With consumer preferences changing all the time, picking up new skills can help you keep up with and cater to various design requests, so you can keep pursuing this line of work for longer.
Our post adds that learning new skills can go beyond encouraging you to reach new heights by adding an extra oomph to your resume, giving you more opportunities to embark on newer and more exciting projects.
In fact, that drive to upskill and break industry barriers is what helped designer Fernando Laposse release innovative Totomoxtle furniture collections.
Since 2016, he’s been working with Santo Domingo Tonahuixtla, a Mexican indigenous community, to create the marquetry veneer Totomoxtle in line with the growing demand for sustainable furniture.

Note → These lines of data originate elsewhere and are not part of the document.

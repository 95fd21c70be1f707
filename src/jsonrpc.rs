// Copyright (c) Microsoft Corporation. All rights reserved.

//! JSON-RPC 2.0 client implementation for TCP, process stdio and in-process
//! transports.
//!
//! Uses Content-Length header framing (LSP-style) for message delimiting.
//! Messages are formatted as:
//! ```text
//! Content-Length: <length>\r\n
//! \r\n
//! <json-body>
//! ```

use std::collections::HashMap;
use std::future::Future;
use std::pin::Pin;
use std::sync::atomic::{AtomicBool, Ordering};
use std::sync::Arc;
use std::task::{Context, Poll};

use serde::{Deserialize, Serialize};
use serde_json::Value;
use tokio::io::{AsyncBufReadExt, AsyncReadExt, AsyncWriteExt, BufReader};
use tokio::sync::{mpsc, oneshot, Mutex};

use crate::P4Error;

// ============================================================================
// JSON-RPC Message Types
// ============================================================================

/// A JSON-RPC 2.0 request message.
#[derive(Debug, Clone, Serialize, Deserialize)]
pub struct JsonRpcRequest {
    pub jsonrpc: String,
    pub id: Value,
    pub method: String,
    #[serde(default)]
    pub params: Value,
}

/// A JSON-RPC 2.0 response message.
#[derive(Debug, Clone, Serialize, Deserialize)]
pub struct JsonRpcResponse {
    pub jsonrpc: String,
    pub id: Value,
    #[serde(skip_serializing_if = "Option::is_none")]
    pub result: Option<Value>,
    #[serde(skip_serializing_if = "Option::is_none")]
    pub error: Option<JsonRpcError>,
}

/// A JSON-RPC 2.0 notification (no id).
#[derive(Debug, Clone, Serialize, Deserialize)]
pub struct JsonRpcNotification {
    pub jsonrpc: String,
    pub method: String,
    #[serde(default)]
    pub params: Value,
}

/// A JSON-RPC 2.0 error object.
#[derive(Debug, Clone, Serialize, Deserialize)]
pub struct JsonRpcError {
    pub code: i32,
    pub message: String,
    #[serde(skip_serializing_if = "Option::is_none")]
    pub data: Option<Value>,
}

impl JsonRpcError {
    /// Internal error (-32603), used when a client callback fails.
    pub fn internal(message: impl Into<String>) -> Self {
        Self {
            code: -32603,
            message: message.into(),
            data: None,
        }
    }

    /// Method not found (-32601).
    pub fn method_not_found(method: &str) -> Self {
        Self {
            code: -32601,
            message: format!("Method not found: {}", method),
            data: None,
        }
    }
}

impl std::fmt::Display for JsonRpcError {
    fn fmt(&self, f: &mut std::fmt::Formatter<'_>) -> std::fmt::Result {
        write!(f, "JSON-RPC Error {}: {}", self.code, self.message)
    }
}
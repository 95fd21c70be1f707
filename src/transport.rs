// Copyright (c) Microsoft Corporation. All rights reserved.

//! Server addresses and the byte streams behind them.
//!
//! A port is either a TCP address (`host:port`, `tcp:host:port`, or a bare
//! port on localhost) or `rsh:<command>`, which runs `<command>` through the
//! shell and talks to it over its stdin/stdout.

use std::fmt;
use std::str::FromStr;
use std::time::Duration;

use tokio::io::{AsyncRead, AsyncWrite};
use tokio::net::TcpStream;
use tokio::process::{Child, Command};

use crate::P4Error;

const TCP_PREFIXES: &[&str] = &["tcp:", "tcp4:", "tcp6:", "tcp46:", "tcp64:"];
const SSL_PREFIXES: &[&str] = &["ssl:", "ssl4:", "ssl6:", "ssl46:", "ssl64:"];

/// A parsed server address.
#[derive(Debug, Clone, PartialEq, Eq)]
pub enum Port {
    Tcp { host: String, port: u16 },
    Rsh { command: String },
}

impl FromStr for Port {
    type Err = P4Error;

    fn from_str(s: &str) -> Result<Self, Self::Err> {
        let s = s.trim();
        if let Some(command) = s.strip_prefix("rsh:") {
            if command.trim().is_empty() {
                return Err(P4Error::Usage("rsh: port without a command".to_string()));
            }
            return Ok(Port::Rsh {
                command: command.to_string(),
            });
        }
        if SSL_PREFIXES.iter().any(|p| s.starts_with(p)) {
            return Err(P4Error::Connection(format!(
                "SSL connections are not supported: {}",
                s
            )));
        }

        let address = TCP_PREFIXES
            .iter()
            .find_map(|p| s.strip_prefix(p))
            .unwrap_or(s);

        // Just a port number
        if let Ok(port) = address.parse::<u16>() {
            return Ok(Port::Tcp {
                host: "localhost".to_string(),
                port,
            });
        }

        let (host, port) = address
            .rsplit_once(':')
            .ok_or_else(|| P4Error::Usage(format!("Invalid port: {}", s)))?;
        let port: u16 = port
            .parse()
            .map_err(|_| P4Error::Usage(format!("Invalid port number in {}", s)))?;
        let host = if host.is_empty() { "localhost" } else { host };

        Ok(Port::Tcp {
            host: host.to_string(),
            port,
        })
    }
}

impl fmt::Display for Port {
    fn fmt(&self, f: &mut fmt::Formatter<'_>) -> fmt::Result {
        match self {
            Port::Tcp { host, port } => write!(f, "{}:{}", host, port),
            Port::Rsh { command } => write!(f, "rsh:{}", command),
        }
    }
}

// ============================================================================
// Links
// ============================================================================

/// An open byte stream to a server, plus the server process for `rsh:` ports.
pub(crate) struct Link {
    pub reader: Box<dyn AsyncRead + Unpin + Send>,
    pub writer: Box<dyn AsyncWrite + Unpin + Send>,
    pub child: Option<Child>,
}

/// Opens the byte stream for `port`. A TCP connect that takes longer than
/// `timeout` fails with [`P4Error::Timeout`].
pub(crate) async fn open(port: &Port, cwd: Option<&str>, timeout: Duration) -> Result<Link, P4Error> {
    match port {
        Port::Tcp { host, port } => {
            let connect = TcpStream::connect(format!("{}:{}", host, port));
            let stream = tokio::time::timeout(timeout, connect)
                .await
                .map_err(|_| P4Error::Timeout(timeout.as_millis() as u64))?
                .map_err(|e| {
                    P4Error::Connection(format!("Failed to connect to {}:{}: {}", host, port, e))
                })?;
            let (reader, writer) = stream.into_split();
            Ok(Link {
                reader: Box::new(reader),
                writer: Box::new(writer),
                child: None,
            })
        }
        Port::Rsh { command } => spawn_rsh(command, cwd),
    }
}

fn spawn_rsh(command: &str, cwd: Option<&str>) -> Result<Link, P4Error> {
    let mut cmd = if cfg!(windows) {
        let mut cmd = Command::new("cmd");
        cmd.arg("/C").arg(command);
        cmd
    } else {
        let mut cmd = Command::new("sh");
        cmd.arg("-c").arg(command);
        cmd
    };
    cmd.stdin(std::process::Stdio::piped())
        .stdout(std::process::Stdio::piped())
        .stderr(std::process::Stdio::piped())
        .kill_on_drop(true);

    if let Some(cwd) = cwd {
        cmd.current_dir(cwd);
    }

    let mut child = cmd.spawn().map_err(|e| {
        P4Error::ProcessSpawn(format!("Failed to spawn server process: {}", e))
    })?;

    let stdin = child
        .stdin
        .take()
        .ok_or_else(|| P4Error::ProcessSpawn("Failed to capture stdin".to_string()))?;
    let stdout = child
        .stdout
        .take()
        .ok_or_else(|| P4Error::ProcessSpawn("Failed to capture stdout".to_string()))?;

    // Forward stderr in background
    if let Some(stderr) = child.stderr.take() {
        tokio::spawn(async move {
            use tokio::io::AsyncBufReadExt;
            let reader = tokio::io::BufReader::new(stderr);
            let mut lines = reader.lines();
            while let Ok(Some(line)) = lines.next_line().await {
                if !line.trim().is_empty() {
                    tracing::debug!("[server process] {}", line);
                }
            }
        });
    }

    Ok(Link {
        reader: Box::new(stdout),
        writer: Box::new(stdin),
        child: Some(child),
    })
}
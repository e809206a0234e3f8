//! Command-line interface definitions and parsing

use clap::{Parser, Subcommand, ValueEnum};

use beacon_ble::RadioState;

use crate::config::SimulatedGate;

#[derive(Parser, Debug)]
#[command(author, version, about, long_about = None)]
pub struct Cli {
    #[command(subcommand)]
    pub command: Commands,

    /// Enable verbose logging
    #[arg(short, long)]
    pub verbose: bool,

    /// Configuration file path
    #[arg(short, long)]
    pub config: Option<String>,

    /// Use a simulated radio instead of the platform adapter
    #[arg(long)]
    pub simulated: bool,

    /// Readiness model of the simulated radio
    #[arg(long, value_enum)]
    pub gate: Option<SimulatedGate>,

    /// Initial state of the simulated radio
    #[arg(long, value_enum, default_value = "powered-on")]
    pub radio: RadioArg,

    /// Power the simulated radio on after this many seconds
    #[arg(long)]
    pub radio_on_after: Option<u64>,
}

#[derive(Subcommand, Debug)]
pub enum Commands {
    /// Answer JSON method calls read line by line from stdin
    Serve,
    /// Advertise one service UUID until interrupted
    Advertise {
        /// Service UUID (8-4-4-4-12 hex)
        #[arg(short, long)]
        uuid: String,
        /// Stop after this many seconds
        #[arg(short, long)]
        duration: Option<u64>,
    },
    /// Print an example configuration file
    ExampleConfig,
}

#[derive(Debug, Clone, Copy, PartialEq, Eq, ValueEnum)]
pub enum RadioArg {
    Unknown,
    Unavailable,
    PoweredOn,
    PoweredOff,
}

impl From<RadioArg> for RadioState {
    fn from(arg: RadioArg) -> Self {
        match arg {
            RadioArg::Unknown => RadioState::Unknown,
            RadioArg::Unavailable => RadioState::Unavailable,
            RadioArg::PoweredOn => RadioState::PoweredOn,
            RadioArg::PoweredOff => RadioState::PoweredOff,
        }
    }
}

#[cfg(test)]
mod tests {
    use super::*;

    #[test]
    fn test_parse_advertise() {
        let cli = Cli::try_parse_from([
            "beacon",
            "--simulated",
            "--radio",
            "powered-off",
            "--radio-on-after",
            "2",
            "advertise",
            "--uuid",
            "12345678-1234-1234-1234-123456789abc",
            "--duration",
            "10",
        ])
        .unwrap();

        assert!(cli.simulated);
        assert_eq!(cli.radio, RadioArg::PoweredOff);
        assert_eq!(cli.radio_on_after, Some(2));
        match cli.command {
            Commands::Advertise { uuid, duration } => {
                assert_eq!(uuid, "12345678-1234-1234-1234-123456789abc");
                assert_eq!(duration, Some(10));
            }
            other => panic!("unexpected command {:?}", other),
        }
    }

    #[test]
    fn test_parse_serve_defaults() {
        let cli = Cli::try_parse_from(["beacon", "serve"]).unwrap();
        assert!(!cli.simulated);
        assert!(cli.gate.is_none());
        assert_eq!(RadioState::from(cli.radio), RadioState::PoweredOn);
        assert!(matches!(cli.command, Commands::Serve));
    }

    #[test]
    fn test_parse_gate() {
        let cli =
            Cli::try_parse_from(["beacon", "--gate", "await-powered-on", "serve"]).unwrap();
        assert_eq!(cli.gate, Some(SimulatedGate::AwaitPoweredOn));
    }

    #[test]
    fn test_advertise_requires_uuid() {
        assert!(Cli::try_parse_from(["beacon", "advertise"]).is_err());
    }
}
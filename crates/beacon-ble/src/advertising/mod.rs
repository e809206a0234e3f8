//! Cross-platform advertising trait and platform detection

pub mod fallback;
#[cfg(target_os = "linux")]
pub mod linux;
#[cfg(target_os = "macos")]
pub mod macos;
pub mod simulated;

use serde::Serialize;
use tokio::sync::mpsc;
use tracing::warn;

use crate::config::AdvertiserConfig;
use crate::error::AdvertiserError;
use crate::payload::AdvertisementPayload;
use crate::radio::{RadioReporter, RadioState};

// ----------------------------------------------------------------------------
// Native Handles and Confirmations
// ----------------------------------------------------------------------------

/// Opaque reference to one native advertising set, allocated by the backend
#[derive(Debug, Clone, Copy, PartialEq, Eq, Hash, PartialOrd, Ord, Serialize)]
pub struct NativeHandle(u64);

impl NativeHandle {
    pub fn new(raw: u64) -> Self {
        Self(raw)
    }

    pub fn as_u64(&self) -> u64 {
        self.0
    }
}

impl std::fmt::Display for NativeHandle {
    fn fmt(&self, f: &mut std::fmt::Formatter<'_>) -> std::fmt::Result {
        write!(f, "adv-{}", self.0)
    }
}

/// Asynchronous confirmations from the platform
#[derive(Debug, Clone, PartialEq, Eq)]
pub enum AdvertiserEvent {
    /// Outcome of a previously issued start; `Err` carries the platform status
    Started {
        handle: NativeHandle,
        outcome: Result<(), String>,
    },
    /// The advertising set is gone; `reason` is `None` for a requested stop
    Stopped {
        handle: NativeHandle,
        reason: Option<String>,
    },
}

pub type AdvertiserEventSender = mpsc::UnboundedSender<AdvertiserEvent>;
pub type AdvertiserEventReceiver = mpsc::UnboundedReceiver<AdvertiserEvent>;

/// Channel that carries backend confirmations to the controller task
pub fn advertiser_events() -> (AdvertiserEventSender, AdvertiserEventReceiver) {
    mpsc::unbounded_channel()
}

// ----------------------------------------------------------------------------
// Readiness Gate
// ----------------------------------------------------------------------------

/// When a platform allows the native start call to be issued
#[derive(Debug, Clone, Copy, PartialEq, Eq)]
pub enum ReadinessGate {
    /// Radio state can be queried on demand; an unknown state is probed
    Immediate,
    /// Readiness is only revealed by a powered-on callback
    AwaitPoweredOn,
}

/// What to do with a start request given the radio state
#[derive(Debug, Clone, Copy, PartialEq, Eq)]
pub enum GateDecision {
    Issue,
    Defer,
    Reject,
}

impl ReadinessGate {
    pub fn decide(self, state: RadioState) -> GateDecision {
        match state {
            RadioState::PoweredOn => GateDecision::Issue,
            RadioState::Unavailable => GateDecision::Reject,
            RadioState::PoweredOff | RadioState::Unknown => GateDecision::Defer,
        }
    }

    /// Whether an unknown state should be resolved by probing first
    pub fn probes_unknown(self) -> bool {
        matches!(self, ReadinessGate::Immediate)
    }
}

// ----------------------------------------------------------------------------
// Cross-platform Advertising Trait
// ----------------------------------------------------------------------------

/// Trait for BLE advertising functionality across different platforms
///
/// Start and stop only issue the native call. Outcomes arrive later as
/// [`AdvertiserEvent`]s on the channel the backend was built with.
#[async_trait::async_trait]
pub trait BleAdvertiser: Send + Sync {
    /// How this platform gates the native start call
    fn readiness_gate(&self) -> ReadinessGate;

    /// Query the platform for the radio state, reporting it to the monitor
    async fn probe_radio(&mut self) -> RadioState {
        RadioState::Unknown
    }

    /// Issue the native start call
    async fn start_advertising(
        &mut self,
        payload: &AdvertisementPayload,
    ) -> Result<NativeHandle, AdvertiserError>;

    /// Issue the native stop call
    async fn stop_advertising(&mut self, handle: NativeHandle) -> Result<(), AdvertiserError>;

    /// Whether a `Stopped` confirmation follows a successful stop call
    fn confirms_stop(&self) -> bool {
        false
    }
}

// ----------------------------------------------------------------------------
// Platform Detection and Factory
// ----------------------------------------------------------------------------

/// Platform-specific advertiser enum
pub enum PlatformAdvertiser {
    #[cfg(target_os = "linux")]
    Linux(linux::LinuxAdvertiser),
    #[cfg(target_os = "macos")]
    MacOS(macos::MacOSAdvertiser),
    Simulated(simulated::SimulatedAdvertiser),
    Fallback(fallback::FallbackAdvertiser),
}

impl PlatformAdvertiser {
    /// Create the appropriate advertiser for the current platform
    ///
    /// A platform whose adapter cannot be opened degrades to the fallback,
    /// which reports the radio as unavailable.
    pub async fn new(
        config: &AdvertiserConfig,
        events: AdvertiserEventSender,
        reporter: RadioReporter,
    ) -> Self {
        #[cfg(target_os = "linux")]
        {
            match linux::LinuxAdvertiser::new(config, events, reporter.clone()).await {
                Ok(advertiser) => Self::Linux(advertiser),
                Err(e) => {
                    warn!("Linux BLE advertising unavailable: {}", e);
                    Self::Fallback(fallback::FallbackAdvertiser::new(reporter))
                }
            }
        }
        #[cfg(target_os = "macos")]
        {
            match macos::MacOSAdvertiser::new(config, events, reporter.clone()) {
                Ok(advertiser) => Self::MacOS(advertiser),
                Err(e) => {
                    warn!("macOS BLE advertising unavailable: {}", e);
                    Self::Fallback(fallback::FallbackAdvertiser::new(reporter))
                }
            }
        }
        #[cfg(not(any(target_os = "linux", target_os = "macos")))]
        {
            let _ = (config, events);
            warn!("No BLE advertising backend for this platform");
            Self::Fallback(fallback::FallbackAdvertiser::new(reporter))
        }
    }
}

#[async_trait::async_trait]
impl BleAdvertiser for PlatformAdvertiser {
    fn readiness_gate(&self) -> ReadinessGate {
        match self {
            #[cfg(target_os = "linux")]
            Self::Linux(ref advertiser) => advertiser.readiness_gate(),
            #[cfg(target_os = "macos")]
            Self::MacOS(ref advertiser) => advertiser.readiness_gate(),
            Self::Simulated(ref advertiser) => advertiser.readiness_gate(),
            Self::Fallback(ref advertiser) => advertiser.readiness_gate(),
        }
    }

    async fn probe_radio(&mut self) -> RadioState {
        match self {
            #[cfg(target_os = "linux")]
            Self::Linux(ref mut advertiser) => advertiser.probe_radio().await,
            #[cfg(target_os = "macos")]
            Self::MacOS(ref mut advertiser) => advertiser.probe_radio().await,
            Self::Simulated(ref mut advertiser) => advertiser.probe_radio().await,
            Self::Fallback(ref mut advertiser) => advertiser.probe_radio().await,
        }
    }

    async fn start_advertising(
        &mut self,
        payload: &AdvertisementPayload,
    ) -> Result<NativeHandle, AdvertiserError> {
        match self {
            #[cfg(target_os = "linux")]
            Self::Linux(ref mut advertiser) => advertiser.start_advertising(payload).await,
            #[cfg(target_os = "macos")]
            Self::MacOS(ref mut advertiser) => advertiser.start_advertising(payload).await,
            Self::Simulated(ref mut advertiser) => advertiser.start_advertising(payload).await,
            Self::Fallback(ref mut advertiser) => advertiser.start_advertising(payload).await,
        }
    }

    async fn stop_advertising(&mut self, handle: NativeHandle) -> Result<(), AdvertiserError> {
        match self {
            #[cfg(target_os = "linux")]
            Self::Linux(ref mut advertiser) => advertiser.stop_advertising(handle).await,
            #[cfg(target_os = "macos")]
            Self::MacOS(ref mut advertiser) => advertiser.stop_advertising(handle).await,
            Self::Simulated(ref mut advertiser) => advertiser.stop_advertising(handle).await,
            Self::Fallback(ref mut advertiser) => advertiser.stop_advertising(handle).await,
        }
    }

    fn confirms_stop(&self) -> bool {
        match self {
            #[cfg(target_os = "linux")]
            Self::Linux(ref advertiser) => advertiser.confirms_stop(),
            #[cfg(target_os = "macos")]
            Self::MacOS(ref advertiser) => advertiser.confirms_stop(),
            Self::Simulated(ref advertiser) => advertiser.confirms_stop(),
            Self::Fallback(ref advertiser) => advertiser.confirms_stop(),
        }
    }
}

He’s used this new material, which is made from the colorful husks of heirloom corn, to design truly unique pieces for the living room, bedroom, and beyond, with models like the colorful Lovebird cabinet and Resting Place chaise longue boasting attractive feathered and hexagonal designs never before seen by the market.
Once you’ve established yourself as a furniture designer, follow his example and never stop learning.
The efforts you put into continuous upskilling, whether it be by attending workshops or getting a professional designer to mentor you, can help you come up with new designs and even techniques that can boost your career prospects even further.